Matters such as obtaining a mortgage bond and getting the clearance certificates from specialist contractors certified to check the electrics, the plumbing and the gas installations are some of the tasks referred to. In the case of such technical issues, he said, the specialists employed have on occasions been known to invent problems so as to be able to rectify them and pump up their bills. A good estate agent will assist with this process and make sure this does not happen.

Keep the conveyancer on track

It is also important, said Clarke, to ensure that the Rates Clearance Certificate is received from the municipality on time. In theory this should be the duty of the conveyancer - but it is the estate agent's job to keep the conveyancer on track time-wise.

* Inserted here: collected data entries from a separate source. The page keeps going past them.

//! Incident lifecycle workflow for chat-driven incident management.
//!
//! This crate provides the platform-neutral core of the incident manager:
//!
//! - Memorable, date-stamped incident names ([`IncidentName`])
//! - Block Kit message content for incident and broadcast channels ([`messages`])
//! - Modal definitions and typed submission parsing ([`views`])
//! - A wait-for-all fan-out primitive with partial-failure reporting ([`FanOut`])
//! - Collaborator interfaces for the chat, paging and document platforms ([`platform`])
//! - The [`Coordinator`] that sequences creation and resolution
//!
//! # Architecture
//!
//! ```text
//! /incident ──► Coordinator::open_creation_form ──► ChatPlatform::open_view
//! submit    ──► Coordinator::create_incident
//!                 ├─ ChatPlatform::create_channel
//!                 ├─ PagingPlatform::create_incident   (optional)
//!                 └─ FanOut: topic, bookmark, posts, invites, DM, DocumentPlatform (optional)
//!
//! /resolve-incident ──► Coordinator::request_resolution ──► ChatPlatform::open_view
//! submit            ──► Coordinator::resolve_incident
//!                         ├─ ChatPlatform::channel_info + rename_channel
//!                         └─ FanOut: broadcasts, in-channel notice
//! ```
//!
//! Platform adapters live in the `integrations` crate.

#![warn(clippy::pedantic)]
#![allow(clippy::module_name_repetitions)]

pub mod blocks;
pub mod error;
pub mod fanout;
pub mod messages;
pub mod model;
pub mod naming;
pub mod platform;
pub mod views;
pub mod workflow;
mod words;

pub use error::{
    CallError, FanOutError, IncidentError, OperationFailure, Platform, PreconditionError,
};
pub use fanout::FanOut;
pub use model::{CreationRequest, ResolutionTrigger, Severity};
pub use naming::IncidentName;
pub use platform::{
    ChannelInfo, ChatPlatform, DocumentPlatform, OutgoingMessage, PageRequest, PageResult,
    PagingPlatform, PostmortemPage,
};
pub use workflow::{Collaborators, Coordinator, CreatedIncident, ResolvedIncident, WorkflowSettings};

/// Default prefix for incident channel names.
pub const DEFAULT_CHANNEL_PREFIX: &str = "incd-";

/// Suffix appended to an incident channel's name once it is resolved.
pub const RESOLVED_SUFFIX: &str = "-resolved";
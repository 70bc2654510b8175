//! Incident domain types.

use std::fmt;
use std::str::FromStr;

use serde::{Deserialize, Serialize};

/// Incident severity levels offered on the creation form.
#[derive(Debug, Clone, Copy, PartialEq, Eq, Hash, Serialize, Deserialize)]
pub enum Severity {
    /// Product is unusable for most users
    #[serde(rename = "SEV0")]
    Sev0,
    /// Product is unusable for some users or degraded for most
    #[serde(rename = "SEV1")]
    Sev1,
    /// Product is degraded for some users but still usable for most
    #[serde(rename = "SEV2")]
    Sev2,
}

impl Severity {
    /// All severities, most severe first.
    pub const ALL: [Self; 3] = [Self::Sev0, Self::Sev1, Self::Sev2];

    /// Wire and display tag (`SEV0`, `SEV1`, `SEV2`).
    #[must_use]
    pub const fn as_str(&self) -> &'static str {
        match self {
            Self::Sev0 => "SEV0",
            Self::Sev1 => "SEV1",
            Self::Sev2 => "SEV2",
        }
    }

    /// Impact statement shown next to the tag in the severity picker.
    #[must_use]
    pub const fn impact(&self) -> &'static str {
        match self {
            Self::Sev0 => "Product is unusable for most users",
            Self::Sev1 => "Product is unusable for some users or degraded for most",
            Self::Sev2 => "Product is degraded for some users but still usable for most",
        }
    }
}

impl fmt::Display for Severity {
    fn fmt(&self, f: &mut fmt::Formatter<'_>) -> fmt::Result {
        f.write_str(self.as_str())
    }
}

impl FromStr for Severity {
    type Err = String;

    fn from_str(s: &str) -> Result<Self, Self::Err> {
        Self::ALL
            .into_iter()
            .find(|sev| sev.as_str().eq_ignore_ascii_case(s.trim()))
            .ok_or_else(|| format!("unknown severity: {s}"))
    }
}

/// Filled-in creation form.
#[derive(Debug, Clone, PartialEq, Eq)]
pub struct CreationRequest {
    /// Free-text description (may be empty)
    pub description: String,
    /// Selected severity
    pub severity: Severity,
    /// User who submitted the form
    pub creator_id: String,
}

/// Resolve command invocation, as received from the chat platform.
#[derive(Debug, Clone, PartialEq, Eq)]
pub struct ResolutionTrigger {
    /// Handle for opening a modal in response
    pub trigger_id: String,
    /// Channel the command was run in
    pub channel_id: String,
    /// Name of that channel
    pub channel_name: String,
}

"Thereafter," said Clarke, "it is essential to get confirmation from SARS that the transfer duty has been paid and, by liaising with the conveyancer, check that all legal documents are signed and have been delivered."

Suspensive clauses, said Clarke, can be extensive and in some cases four or five other sales and transfers will depend on the one in question.

"To allow these to be on hold or even cancelled is just not acceptable," he said. In the circumstances, said Clarke, the selection of an estate agent is of utmost importance and the seller cannot be too careful in finding the right person.

The agent should be able to show:

  • That he knows the area and its market conditions well and, if possible, that he has operated in that area for some time;

  • That he will advertise thoroughly through online platforms and in the printed media;

  • That he has a "Plan B" in case of no buyer is coming forward; and

  • That he declares any links, e.g. family ties, to other parties involved.

Repeating a message that he has disseminated for some years now, Clarke said that the "cheapest" are never the best.

"If an agent is only too willing to operate on a cut-throat commission and if he does not at least ask to handle the sale on a sole mandate, these are indications that he is probably a second- or third-league player."